Der obszönste Versuch, rassistische Gewalt zu beschönigen, besteht nach Ioannous Ansicht darin, sie als vermeintlich schlechte Reaktion auf ein bestehendes Problem zu rechtfertigen und sie als »Hooliganismus« zu entpolitisieren. Dabei sei das Pogrom von Limassol das Ergebnis eines Marsches gewesen, der skandierte: »Raus mit den Ausländern aus Zypern, Zypern ist griechisch.«

Die Regierung hat es insbesondere in den Jahren 2016 bis 2022 versäumt, die Flüchtlingskrise zu bewältigen, was zu erheblichen Verzögerungen bei der Bearbeitung von Asylanträgen führte.
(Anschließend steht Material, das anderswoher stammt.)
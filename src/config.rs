//! Configuration module for calwatch.
//!
//! Loads configuration from environment variables with sensible defaults.

use std::env;
use std::time::Duration;

/// Vacancy calendar endpoint queried for each resolved restaurant id.
pub const DEFAULT_CALENDAR_URL: &str =
    "https://tabelog.com/booking/calendar/find_vacancy_date_with_status/";

/// Server configuration loaded from environment variables.
#[derive(Debug, Clone)]
pub struct ServerConfig {
    /// HTTP port for the web server (default: 8080)
    pub http_port: u16,
    /// Path to the SQLite database file (default: "calwatch.db")
    pub db_path: String,
    /// Fixed wall-clock tick of the poll loop, in seconds (default: 10)
    pub tick_secs: u64,
    /// Check interval given to new watches that don't specify one (default: 300)
    pub default_check_interval: u32,
    /// Upper bound for every resolve/fetch/deliver call, in seconds (default: 10)
    pub request_timeout_secs: u64,
    /// Optional proxy for calendar requests
    pub proxy: Option<String>,
    /// Vacancy calendar endpoint
    pub calendar_url: String,
    /// Seating time sent with vacancy queries (`svt`)
    pub seating_time: String,
    /// Party size sent with vacancy queries (`svps`)
    pub party_size: u32,
}

impl Default for ServerConfig {
    fn default() -> Self {
        Self {
            http_port: 8080,
            db_path: "calwatch.db".to_string(),
            tick_secs: 10,
            default_check_interval: 300,
            request_timeout_secs: 10,
            proxy: None,
            calendar_url: DEFAULT_CALENDAR_URL.to_string(),
            seating_time: "1900".to_string(),
            party_size: 2,
        }
    }
}

impl ServerConfig {
    /// Load configuration from environment variables.
    ///
    /// Environment variables:
    /// - `CALWATCH_HTTP_PORT`: HTTP port (default: 8080)
    /// - `CALWATCH_DB_PATH`: Database file path (default: "calwatch.db")
    /// - `CALWATCH_TICK_SECS`: Poll loop tick (default: 10)
    /// - `CALWATCH_CHECK_INTERVAL`: Default per-watch interval (default: 300)
    /// - `CALWATCH_REQUEST_TIMEOUT`: Network call bound (default: 10)
    /// - `CALWATCH_PROXY` or `PROXY`: Proxy URL for calendar requests
    /// - `CALWATCH_CALENDAR_URL`: Vacancy endpoint
    /// - `CALWATCH_SEATING_TIME`: Seating time, e.g. "1900"
    /// - `CALWATCH_PARTY_SIZE`: Party size (default: 2)
    pub fn load() -> Self {
        Self::from_lookup(|key| env::var(key).ok())
    }

    /// Build a configuration from an arbitrary key lookup.
    pub fn from_lookup<F>(lookup: F) -> Self
    where
        F: Fn(&str) -> Option<String>,
    {
        let mut cfg = Self::default();

        if let Some(port) = parse_positive(lookup("CALWATCH_HTTP_PORT")) {
            cfg.http_port = port;
        }

        if let Some(db_path) = non_empty(lookup("CALWATCH_DB_PATH")) {
            cfg.db_path = db_path;
        }

        if let Some(tick) = parse_positive(lookup("CALWATCH_TICK_SECS")) {
            cfg.tick_secs = tick;
        }

        if let Some(interval) = parse_positive(lookup("CALWATCH_CHECK_INTERVAL")) {
            cfg.default_check_interval = interval;
        }

        if let Some(timeout) = parse_positive(lookup("CALWATCH_REQUEST_TIMEOUT")) {
            cfg.request_timeout_secs = timeout;
        }

        cfg.proxy = non_empty(lookup("CALWATCH_PROXY")).or_else(|| non_empty(lookup("PROXY")));

        if let Some(url) = non_empty(lookup("CALWATCH_CALENDAR_URL")) {
            cfg.calendar_url = url;
        }

        if let Some(time) = non_empty(lookup("CALWATCH_SEATING_TIME")) {
            cfg.seating_time = time;
        }

        if let Some(size) = parse_positive(lookup("CALWATCH_PARTY_SIZE")) {
            cfg.party_size = size;
        }

        cfg
    }

    pub fn tick_interval(&self) -> Duration {
        Duration::from_secs(self.tick_secs)
    }

    pub fn request_timeout(&self) -> Duration {
        Duration::from_secs(self.request_timeout_secs)
    }
}

fn non_empty(value: Option<String>) -> Option<String> {
    value
        .map(|v| v.trim().to_string())
        .filter(|v| !v.is_empty())
}

fn parse_positive<T>(value: Option<String>) -> Option<T>
where
    T: std::str::FromStr + PartialOrd + Default,
{
    non_empty(value)?
        .parse::<T>()
        .ok()
        .filter(|v| *v > T::default())
}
Dies geschah zu einer Zeit, in der die Regierung der beschleunigten Einbürgerung wohlhabender Personen mit fragwürdigem Hintergrund Vorrang einräumte.

Anstieg der Asylbewerberzahl

Zypern verzeichnet in den vergangenen Jahren einen Anstieg der Zahl von Asylbewerbern, und die Insel ist nach wie vor das führende Land in der EU, was die Zahl der neuen Asylanträge pro Kopf der Bevölkerung betrifft. Laut der Organisation Informigrants zeigen jedoch jüngste Daten von Eurostat, dass »die Zahl der erstmaligen Asylbewerber in Zypern im Mai 2023 auf deutlich weniger als die Hälfte des Wertes vom Mai 2022 gesunken ist, im Gegensatz zum Gesamttrend in der EU, der im gleichen Zeitraum einen Anstieg um 27 Prozent verzeichnete«. Zypern schickt auch eine relativ große Zahl von Asylbewerbern zurück. Im Jahr 2022 wurden rund 7 000 Rückführungen durchgeführt, die meisten gemessen am Verhältnis zur Bevölkerungszahl aller EU-Länder.

Am Samstagabend demonstrierten über 1000 Linke in Limassol »gegen rassistische Pogrome und Angriffe in Chlorakas und überall. Gegen die abscheuliche Berichterstattung der Medien, die rassistische Gewalt entschuldigen. Gegen die Faschisten mit Krawatten, die den Mob anfeuern und schockiert sind, dass es so weit gekommen ist.« Am Montag protestierten ebenfalls Antifaschist*inne nach einem Aufruf der Linkspartei AKEL. Dennoch gibt es keine Entwarnung: Am Mittwoch wollten rechtsextreme Gruppen in der Hauptstadt Nikosia demonstrieren.